41
_________
90 p. 50 к.
Поэт из Каляевки спросил меня о впечатлении, я ответил: «Умные люди». Он усмехнулся: «А как же глупый сюда попадает, все воры, да…»
У всех беспризорников есть особая чуткость на хорошего человека: они чувством всякого видят насквозь, и это на поверхности кажется «умом» («ум» в этом нечто очень маленькое, вот почему и улыбнулся «поэт»). Мне запомнились: Ира Соловьева (Яровой сноп, «Наша Ира маленька, ростом ниже валенка, в сапоги обуется и сама надуется»), Нюша Ефимова (спасенная проститутка), Цикат, Дуся (огородница), Абиссинский коммунист, Мухтар, Девушка с падучей.
…Сюда могли попасть только люди с трагическим прошлым.
Две черты, которыми я в своей личности писателя соприкасаюсь с типом беспризорника: первое, это повышенное чувство личной свободы, вплоть до полной невозможности писать по заказу, и второе, самое главное: особая, для многих непонятная, утрачиваемая современными деловыми людьми, чуткость к хорошему человеку.
Приглашает в компанию.
— Какая тебе компания, у меня в кармане вошь на аркане.
— Ничего, — говорит, — мои деньги, твоя голова.
Так мы с ним начали, и, кроме того, за границу ездили, там слышали в Венеции Шаляпина и Баттистини, сравнивали: куда до Шаляпина, сравнивать невозможно!
Про бывалое мое, и про теперешнее.
12-го в 1 ч. дня быть на суде в колонии: разбирают убийство слепых.
Архаров показывал мне колонию.
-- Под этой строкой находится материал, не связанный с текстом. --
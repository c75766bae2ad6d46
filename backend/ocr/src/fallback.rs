use rand::seq::SliceRandom;

/// Canned Uzbek essay samples returned when the remote OCR call fails or
/// yields no usable text. Keeps the downstream stages fed during outages.
pub const FALLBACK_SAMPLES: [&str; 5] = [
    "Men ismim Mirjalol men foto montaj video montaj va har-hil slaydlar brendlar foto brendlar \
     va Carta rasmlari foni vizitka rasmlar foni video shou foto shou foto slayd va rang-barang \
     text slaydlar yarataman bu ishlar menga zavq beradi bu ishlarni mobil telefonda bajaraman \
     kimga ishlarim qiziq boʻlsa yozishlari mumkun qoʻlimdan kelguncha buyurtmalarni sifatli \
     yaratishga harakat qilaman mijozning didiga koʻproq ahamiyat bergan holda ularni ishonchini \
     oqlashga harakat qilaman eslatib oʻtaman men barcha ishlarni mobil telefonda bajaraman \
     manzil : Oʻzbekiston.",
    "Insho yozish muhim ko'nikma hisoblanadi. Talabalar bu ko'nikmani rivojlantirishi kerak.",
    "O'zbek tili grammatikasi murakkab, lekin o'rganish mumkin. Doimiy mashq qilish zarur.",
    "Maktabda o'qish juda muhim. Bilim olish har bir insonning burchi va huquqidir.",
    "Kitob o'qish insonning dunyoqarashini kengaytiradi. Har kuni kitob o'qish foydali.",
];

/// Pick one fallback sample. This is the single sanctioned source of
/// randomness in the backend; everything else is deterministic.
pub fn fallback_sample() -> &'static str {
    FALLBACK_SAMPLES
        .choose(&mut rand::thread_rng())
        .copied()
        .unwrap_or(FALLBACK_SAMPLES[0])
}

#[cfg(test)]
mod tests {
    use super::*;

    #[test]
    fn test_sample_comes_from_pool() {
        for _ in 0..20 {
            let sample = fallback_sample();
            assert!(FALLBACK_SAMPLES.contains(&sample));
        }
    }
}
//! EduCheck Gateway HTTP API Server
//!
//! Thin proxy routes in front of the remote OCR and grammar endpoints,
//! applying the same fallback logic server-side as a second line of defense.

pub mod grammar_api;
pub mod health_api;
pub mod ocr_api;
pub mod server;

pub use server::{build_router, start_server, GatewayState};
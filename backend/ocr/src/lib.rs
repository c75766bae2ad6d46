//! OCR client for EduCheck.
//!
//! Posts image bytes to the remote text-detection endpoint, normalizes the
//! heterogeneous response into an [`educheck_core::ExtractedText`], and falls
//! back to a canned sample when the remote call does not succeed.

pub mod client;
pub mod fallback;
pub mod language;

pub use client::{DetectOutcome, VisionOcrClient, DEFAULT_OCR_TIMEOUT_SECS};
pub use fallback::fallback_sample;
pub use language::detect_language;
Беспризорные «улицы» не боятся (там их воля), но доходят до такого состояния, что попадают в колонию. (Изучить этот момент: прибытие новых.) Прожив некоторое время, они привыкают к теплу, к мягкой, готовой постели, отчасти к труду. Бывает, выказывая удаль, он бежит и вскоре возвращается, но такого большей частью уже не берут.
Любовь иногда излечивает. Нюша Ефимова сошлась и перестала пить (он на нее повлиял), теперь скоро выйдет на волю.
Ира хорошо себя чувствует, потому что вокруг уроды, такие же, как и она.
Изучить «круговую поруку» (смысл ее отдать принуждающую волю людям более близким исправляемому. Затея проводится не без коварства: сначала создается ячейка людей, верных администрации, они и забирают власть).
Алеша Ша. Его никакая ячейка забрать не может, неисправим. Нравственный вопрос начальства колонии: быть таким, как Алеша, или не быть.
В пятницу суд в колонии.
Дорожу своими воспоминаниями вовсе не из-за их сладости, дело не в этом, а в совершенно необходимом материале детства для художественного понимания текущей минуты жизни, потому что художник совершенно как мать рождает свое дитя, точнее сказать, он возрождает в своем творчестве себя, как ребенка, некогда физически рожденного живой матерью. Вчера вечером я думал об этом упорно, потому что услышал какой-то звук из раннего своего детства. Ночью я разгадал эти звуки: это мальчики свистели в стручки акации, это значит, что стручки эти поспели.
Назавтра: 1) Заказное в Союз писателей.
Это, конечно, исповедь, возвращенная обществу в форме чистки партии. Исповедь обыкновенная вспомнилась, как условное представление чего-то давно пережитого и для многих уже совершенно непонятного. Это исповедь грубая, но настоящая. Правда, едва ли все эти вопросы из публики могут прибавить что-нибудь к известному в ячейке и, вернее всего, эту публичную исповедь выдумали не так в интересах чистки, как для внедрения в среду простецов хорошего мнения о партии, но все-таки допрос публики для каждого партийца является очень мучительным.
При мне чистили милиционера, потом заведующего прачечной, потом повара. За столом судьи, в публике все возрасты от детей до старух. Мало-помалу вопрошатели определяются, один спрашивает всех одинаково: «с бутылкой знаком?», другой, мальчик из пионеров, предлагает всегда два вопроса: о партийной нагрузке и партийном взыскании. Бывают и каверзные вопросы, например:
— Ты говоришь, отец твой крестьянствует, а как же, говорят люди, он мясом торговал?